In his column “Community Archaeology at Tel Esur,” published in the Summer 2022 issue of Biblical Archaeology Review, Shay Bar reflects on his experience directing a community archaeology project at Tel Esur, an archaeological site about 8 miles east of Caesarea and 20 miles south of Haifa. A researcher in the Zinman Institute of Archaeology at the University of Haifa, Bar notes that community participation in archaeology has been very popular in Israel ever since the foundation of the state in 1948. However, he makes a significant distinction regarding the intended goals: “It is only in the past two decades that more projects are focusing on education and youth participation.”
Tel Esur (Tell el-Asawir, in Arabic), where Shay Bar has directed a dozen excavation seasons, is even more specific. Honoring the legacy of the late Yitzhak Dori, the Tel Esur community archaeology project seeks to promote peace and friendship among people of all faiths and cultures. The project, therefore, is not only about the site’s ruins and history, but also the people who live near the site today. By engaging teenagers from a Jewish girls’ school and from local Jewish and Muslim public schools, their goal is to connect local youth both to the archaeological site and, perhaps more importantly, to each other, in a bid to build a peaceful, stronger society.

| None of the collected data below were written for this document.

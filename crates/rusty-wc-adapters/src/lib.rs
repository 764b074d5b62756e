pub mod chains;
pub mod clock;
pub mod config;
pub mod persistence;
pub mod protocol;
pub mod signer;
pub mod translator;

pub use chains::StaticActiveChains;
pub use clock::{ManualClock, SystemClockAdapter};
pub use config::BrokerAdapterConfig;
pub use persistence::{FileSessionPersistence, InMemorySessionPersistence};
pub use protocol::{RecordingNotifier, RecordingProtocolClient};
pub use signer::KeystoreSigner;
pub use translator::Eip155ActionTranslator;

“Every year, nearly 500 teenage students from surrounding communities join us in excavating the site,” describes Shay. “Most participate for about a week.” For the local youth, the physically challenging fieldwork is the experience of a lifetime. For the broader society, their collaboration and friendship might mean a better understanding of their shared history and of each other—promising a safer and more hopeful future for everyone. From this perspective, archaeology can be a tool of mutual understanding and cultural integration.